Renewable Heat Incentive eligibility is not clear for farms and similar organisations. However we believe that it is possible for a farm to qualify for the non domestic Renewable Heat Incentive to heat their home and an acceptable farm building as part of a district heating system.
Ofgem provide a detailed guide Ofgem Website and helpline support 0845 200 2122 to clarify questions and the information here is a guide. Each scheme would have to be approved by Ofgem.
Difficulty 1 – Business rates
Farmers do not pay business rates and this is the way that Ofgem defines a “building”. Therefore applications will have to show that the building is indeed a building that is exempt from business rates and used for agricultural use e.g. farm office. This could be a letter from the local council.

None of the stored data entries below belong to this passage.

//! The four hazard kinds and their shared lifecycle
//!
//! Every hazard is spawned with the shared RNG, the tile map and a feedback
//! sink, updated once per tick, and vanished when the scheduler retires it.
//! The kind set is closed: dispatch is a plain `match` over [`Hazard`].

pub mod anvil;
pub mod lava;
pub mod tornado;
pub mod zombie;

pub use anvil::AnvilDrop;
pub use lava::LavaFlow;
pub use tornado::{Tornadoes, Twister};
pub use zombie::ZombieHorde;

use glam::Vec2;
use rand::Rng;
use serde::{Deserialize, Serialize};

use super::agent::{Agent, AgentIds};
use super::collision::BlockingSet;
use super::feedback::VisualFeedback;
use super::player::Player;
use super::tilemap::TileMap;

/// Random top-left position that keeps an agent of `size` fully on the map
pub(crate) fn random_position<R: Rng>(rng: &mut R, map: &TileMap, size: f32) -> Vec2 {
    let span = map.pixel_size() - Vec2::splat(size);
    let x = rng.random::<f32>() * span.x.max(0.0);
    let y = rng.random::<f32>() * span.y.max(0.0);
    Vec2::new(x, y)
}

/// Kind of hazard, indexed in the order the scheduler rolls them
#[derive(Debug, Clone, Copy, PartialEq, Eq, Hash, Serialize, Deserialize)]
pub enum HazardKind {
    Zombies,
    Tornadoes,
    FallingAnvils,
    Lava,
}

impl HazardKind {
    pub const ALL: [HazardKind; 4] = [
        HazardKind::Zombies,
        HazardKind::Tornadoes,
        HazardKind::FallingAnvils,
        HazardKind::Lava,
    ];

    /// Map a rolled index to its kind.
    ///
    /// # Panics
    ///
    /// Panics if `index` is not one of the four known kinds.
    pub fn from_index(index: usize) -> Self {
        match Self::ALL.get(index) {
            Some(kind) => *kind,
            None => panic!("no hazard corresponds to an index of {index}"),
        }
    }

    /// Uniform pick among the four kinds
    pub fn random<R: Rng>(rng: &mut R) -> Self {
        Self::from_index(rng.random_range(0..Self::ALL.len()))
    }

    pub fn name(self) -> &'static str {
        match self {
            HazardKind::Zombies => "Zombies",
            HazardKind::Tornadoes => "Tornadoes",
            HazardKind::FallingAnvils => "Falling Anvils",
            HazardKind::Lava => "Lava",
        }
    }

    /// Whether this kind's agents act as solid bodies for other blockers
    pub fn blocks_movement(self) -> bool {
        matches!(self, HazardKind::Zombies)
    }
}

/// One active hazard instance, owning all of its agents
#[derive(Debug, Clone)]
pub enum Hazard {
    Zombies(ZombieHorde),
    Tornadoes(Tornadoes),
    FallingAnvils(AnvilDrop),
    Lava(LavaFlow),
}

impl Hazard {
    /// Spawn a hazard of `kind`, emitting one spawn event per placed agent
    pub fn spawn<R: Rng>(
        kind: HazardKind,
        rng: &mut R,
        map: &mut TileMap,
        ids: &mut AgentIds,
        feedback: &mut dyn VisualFeedback,
    ) -> Self {
        let hazard = match kind {
            HazardKind::Zombies => Hazard::Zombies(ZombieHorde::spawn(rng, map, ids, feedback)),
            HazardKind::Tornadoes => Hazard::Tornadoes(Tornadoes::spawn(rng, map, ids, feedback)),
            HazardKind::FallingAnvils => {
                Hazard::FallingAnvils(AnvilDrop::spawn(rng, map, ids, feedback))
            }
            HazardKind::Lava => Hazard::Lava(LavaFlow::spawn(rng, map, feedback)),
        };
        log::debug!("Spawned {} with {} agent(s)", kind.name(), hazard.agents().count());
        hazard
    }

    pub fn kind(&self) -> HazardKind {
        match self {
            Hazard::Zombies(_) => HazardKind::Zombies,
            Hazard::Tornadoes(_) => HazardKind::Tornadoes,
            Hazard::FallingAnvils(_) => HazardKind::FallingAnvils,
            Hazard::Lava(_) => HazardKind::Lava,
        }
    }

    #[inline]
    pub fn name(&self) -> &'static str {
        self.kind().name()
    }

    #[inline]
    pub fn blocks_movement(&self) -> bool {
        self.kind().blocks_movement()
    }

    /// Every agent this hazard owns, for drawing and proximity queries.
    /// Lava has none; its presence lives in the tile map.
    pub fn agents(&self) -> Box<dyn Iterator<Item = &Agent> + '_> {
        match self {
            Hazard::Zombies(horde) => Box::new(horde.agents().iter()),
            Hazard::Tornadoes(tornadoes) => Box::new(tornadoes.agents()),
            Hazard::FallingAnvils(drop) => Box::new(drop.agents()),
            Hazard::Lava(_) => Box::new(std::iter::empty()),
        }
    }

    /// This hazard's agents if it blocks movement, otherwise nothing
    pub fn blocking_agents(&self) -> Box<dyn Iterator<Item = &Agent> + '_> {
        if self.blocks_movement() {
            self.agents()
        } else {
            Box::new(std::iter::empty())
        }
    }

    pub fn update(&mut self, player: &mut Player, map: &mut TileMap, blockers: &mut BlockingSet, dt: f32) {
        match self {
            Hazard::Zombies(horde) => horde.update(player, map, blockers, dt),
            Hazard::Tornadoes(tornadoes) => tornadoes.update(player, map, dt),
            Hazard::FallingAnvils(drop) => drop.update(player, dt),
            Hazard::Lava(lava) => lava.update(map, dt),
        }
    }

    /// Release every agent and undo any terrain edits
    pub fn vanish(self, map: &mut TileMap, feedback: &mut dyn VisualFeedback) {
        match self {
            Hazard::Zombies(horde) => horde.vanish(feedback),
            Hazard::Tornadoes(tornadoes) => tornadoes.vanish(feedback),
            Hazard::FallingAnvils(drop) => drop.vanish(feedback),
            Hazard::Lava(lava) => lava.vanish(map, feedback),
        }
    }
}
//! Game session state
//!
//! Everything one run needs lives here: the seeded RNG that every hazard
//! draws from, the map, the player and the wave scheduler.

use glam::Vec2;
use rand::{Rng, SeedableRng};
use rand_pcg::Pcg32;
use serde::{Deserialize, Serialize};

use super::agent::{Agent, AgentIds};
use super::feedback::Particles;
use super::player::Player;
use super::tilemap::TileMap;
use super::waves::WaveScheduler;
use crate::settings::Settings;

/// Current phase of gameplay
#[derive(Debug, Clone, Copy, PartialEq, Eq, Serialize, Deserialize)]
pub enum GamePhase {
    /// Player alive, hazards rotating
    Playing,
    /// Health reached zero; only a respawn advances the game
    Dead,
}

/// Complete session state (deterministic for a given seed and input stream)
#[derive(Debug, Clone)]
pub struct GameState {
    /// Run seed for reproducibility
    pub seed: u64,
    /// Single random source shared by terrain, hazards and the scheduler
    pub(crate) rng: Pcg32,
    pub map: TileMap,
    pub player: Player,
    pub waves: WaveScheduler,
    /// Visual bursts (not gameplay-affecting)
    pub particles: Particles,
    pub phase: GamePhase,
    /// Simulation tick counter
    pub time_ticks: u64,
    pub(crate) ids: AgentIds,
    settings: Settings,
}

impl GameState {
    /// Create a session on the default map with the given seed
    pub fn new(seed: u64) -> Self {
        Self::with_settings(&Settings::default(), seed)
    }

    pub fn with_settings(settings: &Settings, seed: u64) -> Self {
        let mut rng = Pcg32::seed_from_u64(seed);
        let mut map = TileMap::new(settings.map_width, settings.map_height, settings.tile_size);
        map.generate(&mut rng);

        let mut ids = AgentIds::new();
        // Top-left corner at the map center, as the player always started
        let player = Player::new(ids.allocate(), map.pixel_size() * 0.5);

        log::info!(
            "New game: seed {}, map {}x{} tiles of {} px",
            seed,
            map.width(),
            map.height(),
            map.tile_size()
        );

        Self {
            seed,
            rng,
            map,
            player,
            waves: WaveScheduler::new(),
            particles: Particles::new(settings.max_particles()),
            phase: GamePhase::Playing,
            time_ticks: 0,
            ids,
            settings: settings.clone(),
        }
    }

    /// Start over on a fresh map, seeded from the current RNG
    pub fn respawn(&mut self) {
        let seed = self.rng.random::<u64>();
        *self = Self::with_settings(&self.settings, seed);
    }

    pub fn settings(&self) -> &Settings {
        &self.settings
    }

    /// Every agent of every active hazard, oldest hazard first
    pub fn hazard_agents(&self) -> impl Iterator<Item = &Agent> {
        self.waves.hazards().flat_map(|h| h.agents())
    }

    /// Nearest hazard agent to `point`, with its distance
    pub fn nearest_hazard_agent(&self, point: Vec2) -> Option<(&Agent, f32)> {
        self.hazard_agents()
            .map(|a| (a, a.center().distance(point)))
            .min_by(|a, b| a.1.total_cmp(&b.1))
    }
}

#[cfg(test)]
mod tests {
    use super::*;
    use crate::consts::*;
    use crate::sim::agent::AgentId;

    #[test]
    fn test_new_session() {
        let state = GameState::new(7);
        assert_eq!(state.phase, GamePhase::Playing);
        assert_eq!(state.player.health(), PLAYER_HEALTH);
        assert_eq!(state.player.agent.id, AgentId(0));
        assert_eq!(state.player.agent.pos, Vec2::new(320.0, 320.0));
        assert_eq!(state.waves.active_count(), 0);
        assert_eq!(state.waves.current_name(), "");
        assert_eq!(state.map.width(), MAP_WIDTH);
    }

    #[test]
    fn test_same_seed_same_map() {
        assert_eq!(GameState::new(123).map, GameState::new(123).map);
        assert_ne!(GameState::new(123).map, GameState::new(124).map);
    }

    #[test]
    fn test_settings_shape_the_session() {
        let settings = Settings {
            map_width: 10,
            map_height: 12,
            particles: false,
            ..Default::default()
        };
        let state = GameState::with_settings(&settings, 1);
        assert_eq!(state.map.pixel_size(), Vec2::new(160.0, 192.0));
        assert_eq!(state.player.agent.pos, Vec2::new(80.0, 96.0));
        assert_eq!(state.particles.capacity(), 0);
    }

    #[test]
    fn test_respawn_resets() {
        let mut state = GameState::new(5);
        state.player.take_damage(PLAYER_HEALTH);
        state.phase = GamePhase::Dead;
        state.time_ticks = 99;
        let old_seed = state.seed;

        state.respawn();
        assert_eq!(state.phase, GamePhase::Playing);
        assert_eq!(state.player.health(), PLAYER_HEALTH);
        assert_eq!(state.time_ticks, 0);
        assert_ne!(state.seed, old_seed);
    }

    #[test]
    fn test_nearest_hazard_agent_empty_without_hazards() {
        let state = GameState::new(5);
        assert!(state.nearest_hazard_agent(state.player.center()).is_none());
    }
}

Difficulty 2 – Complex heating systems
If a farm house and office are 2 buildings then they are almost certainly separated and will need some form of well insulated underground heating pipe. There is a small heat loss from this, and as such the payments need to be based on the delivered heat. In order to make this happen meters need to be placed inside the relevant buildings where the pipe has to travel between one building an another.
If there is a back up heating source, such as an oil boiler, then then the heat produced from this will also have to be measured, as will the heat produced from the renewable source e.g. log boiler.
Therefore is is possible for 3 or 4 class 2 heat meters to be needed as part of an installation. This will increase costs accordingly.
For instance a 20kW log boiler in a “complex” system may cost between £8-12k to supply and install.
If a farm used 1314 hours of heat during a year they could gain over £43,000 (1314*8.3*20)
If you consider a farm may be in an off gas area and be making significant gains by burning biomass rather than oil or LPG then this is an excellent investment.